**INPUT DATA:**
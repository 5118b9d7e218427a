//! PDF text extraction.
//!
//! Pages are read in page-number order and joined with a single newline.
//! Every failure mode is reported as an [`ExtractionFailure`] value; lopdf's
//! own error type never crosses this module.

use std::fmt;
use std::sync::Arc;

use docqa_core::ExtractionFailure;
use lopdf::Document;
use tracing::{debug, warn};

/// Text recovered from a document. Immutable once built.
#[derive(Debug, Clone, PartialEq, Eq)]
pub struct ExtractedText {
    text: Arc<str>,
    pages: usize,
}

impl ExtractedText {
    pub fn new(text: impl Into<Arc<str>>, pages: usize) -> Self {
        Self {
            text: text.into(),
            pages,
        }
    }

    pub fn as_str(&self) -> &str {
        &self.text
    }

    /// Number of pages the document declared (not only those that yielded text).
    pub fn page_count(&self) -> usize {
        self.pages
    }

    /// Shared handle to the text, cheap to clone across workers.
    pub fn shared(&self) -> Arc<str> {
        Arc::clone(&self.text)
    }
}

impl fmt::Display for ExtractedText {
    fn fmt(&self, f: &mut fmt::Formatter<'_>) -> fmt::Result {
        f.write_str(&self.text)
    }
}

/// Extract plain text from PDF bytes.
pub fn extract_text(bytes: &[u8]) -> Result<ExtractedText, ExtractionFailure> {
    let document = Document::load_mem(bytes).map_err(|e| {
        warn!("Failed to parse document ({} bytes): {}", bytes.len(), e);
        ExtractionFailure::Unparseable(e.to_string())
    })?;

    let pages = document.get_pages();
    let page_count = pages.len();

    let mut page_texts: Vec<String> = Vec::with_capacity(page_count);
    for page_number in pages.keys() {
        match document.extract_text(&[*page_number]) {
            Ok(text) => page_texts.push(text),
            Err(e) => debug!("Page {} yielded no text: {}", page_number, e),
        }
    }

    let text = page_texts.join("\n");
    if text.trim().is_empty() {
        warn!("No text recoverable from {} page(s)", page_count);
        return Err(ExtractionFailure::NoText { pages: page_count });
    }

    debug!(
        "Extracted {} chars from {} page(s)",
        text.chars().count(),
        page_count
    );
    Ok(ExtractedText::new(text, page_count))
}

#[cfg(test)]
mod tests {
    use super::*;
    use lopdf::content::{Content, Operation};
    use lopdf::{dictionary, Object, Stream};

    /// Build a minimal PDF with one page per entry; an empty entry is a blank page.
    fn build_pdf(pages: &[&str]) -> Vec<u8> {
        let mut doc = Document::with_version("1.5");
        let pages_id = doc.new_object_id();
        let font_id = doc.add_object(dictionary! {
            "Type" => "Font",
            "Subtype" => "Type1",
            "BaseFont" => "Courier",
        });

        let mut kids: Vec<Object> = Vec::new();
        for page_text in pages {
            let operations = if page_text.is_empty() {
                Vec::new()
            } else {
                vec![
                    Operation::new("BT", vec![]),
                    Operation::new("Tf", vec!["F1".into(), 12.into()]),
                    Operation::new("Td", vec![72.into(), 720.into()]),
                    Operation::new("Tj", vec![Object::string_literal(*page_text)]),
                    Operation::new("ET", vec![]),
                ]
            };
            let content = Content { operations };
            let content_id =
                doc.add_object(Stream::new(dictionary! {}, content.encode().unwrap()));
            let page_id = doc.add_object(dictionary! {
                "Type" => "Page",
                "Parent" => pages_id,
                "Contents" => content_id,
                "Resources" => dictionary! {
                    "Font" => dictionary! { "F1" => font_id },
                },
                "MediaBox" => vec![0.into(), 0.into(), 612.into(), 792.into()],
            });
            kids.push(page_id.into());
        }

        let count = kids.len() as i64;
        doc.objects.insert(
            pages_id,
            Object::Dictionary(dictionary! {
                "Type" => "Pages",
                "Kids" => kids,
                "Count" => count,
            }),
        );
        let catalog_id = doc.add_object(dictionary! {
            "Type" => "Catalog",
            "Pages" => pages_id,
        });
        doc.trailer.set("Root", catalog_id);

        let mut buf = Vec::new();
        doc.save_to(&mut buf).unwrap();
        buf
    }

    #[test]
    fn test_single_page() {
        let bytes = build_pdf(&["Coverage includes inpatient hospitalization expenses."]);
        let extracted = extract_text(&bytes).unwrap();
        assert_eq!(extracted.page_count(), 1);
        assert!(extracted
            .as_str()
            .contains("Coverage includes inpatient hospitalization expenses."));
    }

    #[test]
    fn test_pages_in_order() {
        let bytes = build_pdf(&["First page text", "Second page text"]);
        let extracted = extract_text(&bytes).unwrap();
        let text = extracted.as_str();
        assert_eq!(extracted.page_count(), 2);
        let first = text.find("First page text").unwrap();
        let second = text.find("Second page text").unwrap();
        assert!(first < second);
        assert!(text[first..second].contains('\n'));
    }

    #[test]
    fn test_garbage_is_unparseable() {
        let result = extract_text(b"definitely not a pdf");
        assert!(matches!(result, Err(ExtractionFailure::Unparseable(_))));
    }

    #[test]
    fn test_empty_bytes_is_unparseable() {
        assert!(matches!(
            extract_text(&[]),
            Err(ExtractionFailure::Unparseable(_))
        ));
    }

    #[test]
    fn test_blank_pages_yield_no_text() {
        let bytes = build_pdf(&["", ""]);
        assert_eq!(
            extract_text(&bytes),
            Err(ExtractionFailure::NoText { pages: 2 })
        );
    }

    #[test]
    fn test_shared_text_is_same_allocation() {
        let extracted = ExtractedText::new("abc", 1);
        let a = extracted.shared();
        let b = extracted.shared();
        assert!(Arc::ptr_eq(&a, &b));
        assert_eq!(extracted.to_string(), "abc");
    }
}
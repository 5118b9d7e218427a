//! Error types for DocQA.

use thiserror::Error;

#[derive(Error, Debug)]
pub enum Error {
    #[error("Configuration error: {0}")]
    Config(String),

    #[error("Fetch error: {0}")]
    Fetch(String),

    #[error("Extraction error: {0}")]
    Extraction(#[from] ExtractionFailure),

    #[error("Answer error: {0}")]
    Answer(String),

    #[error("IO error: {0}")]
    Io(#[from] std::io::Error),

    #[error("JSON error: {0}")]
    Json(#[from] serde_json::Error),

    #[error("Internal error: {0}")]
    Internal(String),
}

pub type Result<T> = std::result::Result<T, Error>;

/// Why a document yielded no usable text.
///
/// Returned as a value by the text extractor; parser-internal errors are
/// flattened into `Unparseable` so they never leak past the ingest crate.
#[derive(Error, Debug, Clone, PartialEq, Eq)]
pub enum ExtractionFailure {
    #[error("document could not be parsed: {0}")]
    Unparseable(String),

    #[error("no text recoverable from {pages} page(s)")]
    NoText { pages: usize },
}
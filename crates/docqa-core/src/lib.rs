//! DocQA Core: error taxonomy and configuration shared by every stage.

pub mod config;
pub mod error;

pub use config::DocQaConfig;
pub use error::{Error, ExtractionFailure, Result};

**TASK ITEM:**
Please reproduce each entry exactly as it appears.

**EXPECTED ANSWER:**
repository 5118b9d7e218427a
//! PDF text extraction.
//!
//! Pages are read in page-number order and joined with a single newline.
//! Every failure mode is reported as an [`ExtractionFailure`] value; lopdf's
//! own error type never crosses this module.

use std::fmt;
use std::sync::Arc;

use docqa_core::ExtractionFailure;
use lopdf::Document;
use tracing::{debug, warn};

/// Text recovered from a document. Immutable once built.
#[derive(Debug, Clone, PartialEq, Eq)]
pub struct ExtractedText {
    text: Arc<str>,
    pages: usize,
}

impl ExtractedText {
    pub fn new(text: impl Into<Arc<str>>, pages: usize) -> Self {
        Self {
            text: text.into(),
            pages,
        }
    }

    pub fn as_str(&self) -> &str {
        &self.text
    }

    /// Number of pages the document declared (not only those that yielded text).
    pub fn page_count(&self) -> usize {
        self.pages
    }

    /// Shared handle to the text, cheap to clone across workers.
    pub fn shared(&self) -> Arc<str> {
        Arc::clone(&self.text)
    }
}

impl fmt::Display for ExtractedText {
    fn fmt(&self, f: &mut fmt::Formatter<'_>) -> fmt::Result {
        f.write_str(&self.text)
    }
}

/// Extract plain text from PDF bytes.
pub fn extract_text(bytes: &[u8]) -> Result<ExtractedText, ExtractionFailure> {
    let document = Document::load_mem(bytes).map_err(|e| {
        warn!("Failed to parse document ({} bytes): {}", bytes.len(), e);
        ExtractionFailure::Unparseable(e.to_string())
    })?;

    let pages = document.get_pages();
    let page_count = pages.len();

    let mut page_texts: Vec<String> = Vec::with_capacity(page_count);
    for page_number in pages.keys() {
        match document.extract_text(&[*page_number]) {
            Ok(text) => page_texts.push(text),
            Err(e) => debug!("Page {} yielded no text: {}", page_number, e),
        }
    }

    let text = page_texts.join("\n");
    if text.trim().is_empty() {
        warn!("No text recoverable from {} page(s)", page_count);
        return Err(ExtractionFailure::NoText { pages: page_count });
    }

    debug!(
        "Extracted {} chars from {} page(s)",
        text.chars().count(),
        page_count
    );
    Ok(ExtractedText::new(text, page_count))
}

#[cfg(test)]
mod tests {
    use super::*;
    use lopdf::content::{Content, Operation};
    use lopdf::{dictionary, Object, Stream};

    /// Build a minimal PDF with one page per entry; an empty entry is a blank page.
    fn build_pdf(pages: &[&str]) -> Vec<u8> {
        let mut doc = Document::with_version("1.5");
        let pages_id = doc.new_object_id();
        let font_id = doc.add_object(dictionary! {
            "Type" => "Font",
            "Subtype" => "Type1",
            "BaseFont" => "Courier",
        });

        let mut kids: Vec<Object> = Vec::new();
        for page_text in pages {
            let operations = if page_text.is_empty() {
                Vec::new()
            } else {
                vec![
                    Operation::new("BT", vec![]),
                    Operation::new("Tf", vec!["F1".into(), 12.into()]),
                    Operation::new("Td", vec![72.into(), 720.into()]),
                    Operation::new("Tj", vec![Object::string_literal(*page_text)]),
                    Operation::new("ET", vec![]),
                ]
            };
            let content = Content { operations };
            let content_id =
                doc.add_object(Stream::new(dictionary! {}, content.encode().unwrap()));
            let page_id = doc.add_object(dictionary! {
                "Type" => "Page",
                "Parent" => pages_id,
                "Contents" => content_id,
                "Resources" => dictionary! {
                    "Font" => dictionary! { "F1" => font_id },
                },
                "MediaBox" => vec![0.into(), 0.into(), 612.into(), 792.into()],
            });
            kids.push(page_id.into());
        }

        let count = kids.len() as i64;
        doc.objects.insert(
            pages_id,
            Object::Dictionary(dictionary! {
                "Type" => "Pages",
                "Kids" => kids,
                "Count" => count,
            }),
        );
        let catalog_id = doc.add_object(dictionary! {
            "Type" => "Catalog",
            "Pages" => pages_id,
        });
        doc.trailer.set("Root", catalog_id);

        let mut buf = Vec::new();
        doc.save_to(&mut buf).unwrap();
        buf
    }

    #[test]
    fn test_single_page() {
        let bytes = build_pdf(&["Coverage includes inpatient hospitalization expenses."]);
        let extracted = extract_text(&bytes).unwrap();
        assert_eq!(extracted.page_count(), 1);
        assert!(extracted
            .as_str()
            .contains("Coverage includes inpatient hospitalization expenses."));
    }

    #[test]
    fn test_pages_in_order() {
        let bytes = build_pdf(&["First page text", "Second page text"]);
        let extracted = extract_text(&bytes).unwrap();
        let text = extracted.as_str();
        assert_eq!(extracted.page_count(), 2);
        let first = text.find("First page text").unwrap();
        let second = text.find("Second page text").unwrap();
        assert!(first < second);
        assert!(text[first..second].contains('\n'));
    }

    #[test]
    fn test_garbage_is_unparseable() {
        let result = extract_text(b"definitely not a pdf");
        assert!(matches!(result, Err(ExtractionFailure::Unparseable(_))));
    }

    #[test]
    fn test_empty_bytes_is_unparseable() {
        assert!(matches!(
            extract_text(&[]),
            Err(ExtractionFailure::Unparseable(_))
        ));
    }

    #[test]
    fn test_blank_pages_yield_no_text() {
        let bytes = build_pdf(&["", ""]);
        assert_eq!(
            extract_text(&bytes),
            Err(ExtractionFailure::NoText { pages: 2 })
        );
    }

    #[test]
    fn test_shared_text_is_same_allocation() {
        let extracted = ExtractedText::new("abc", 1);
        let a = extracted.shared();
        let b = extracted.shared();
        assert!(Arc::ptr_eq(&a, &b));
        assert_eq!(extracted.to_string(), "abc");
    }
}
repository 5118b9d7e218427a
//! Error types for DocQA.

use thiserror::Error;

#[derive(Error, Debug)]
pub enum Error {
    #[error("Configuration error: {0}")]
    Config(String),

    #[error("Fetch error: {0}")]
    Fetch(String),

    #[error("Extraction error: {0}")]
    Extraction(#[from] ExtractionFailure),

    #[error("Answer error: {0}")]
    Answer(String),

    #[error("IO error: {0}")]
    Io(#[from] std::io::Error),

    #[error("JSON error: {0}")]
    Json(#[from] serde_json::Error),

    #[error("Internal error: {0}")]
    Internal(String),
}

pub type Result<T> = std::result::Result<T, Error>;

/// Why a document yielded no usable text.
///
/// Returned as a value by the text extractor; parser-internal errors are
/// flattened into `Unparseable` so they never leak past the ingest crate.
#[derive(Error, Debug, Clone, PartialEq, Eq)]
pub enum ExtractionFailure {
    #[error("document could not be parsed: {0}")]
    Unparseable(String),

    #[error("no text recoverable from {pages} page(s)")]
    NoText { pages: usize },
}
filename crates/docqa-core/src/lib.rs
//! DocQA Core: error taxonomy and configuration shared by every stage.

pub mod config;
pub mod error;

pub use config::DocQaConfig;
pub use error::{Error, ExtractionFailure, Result};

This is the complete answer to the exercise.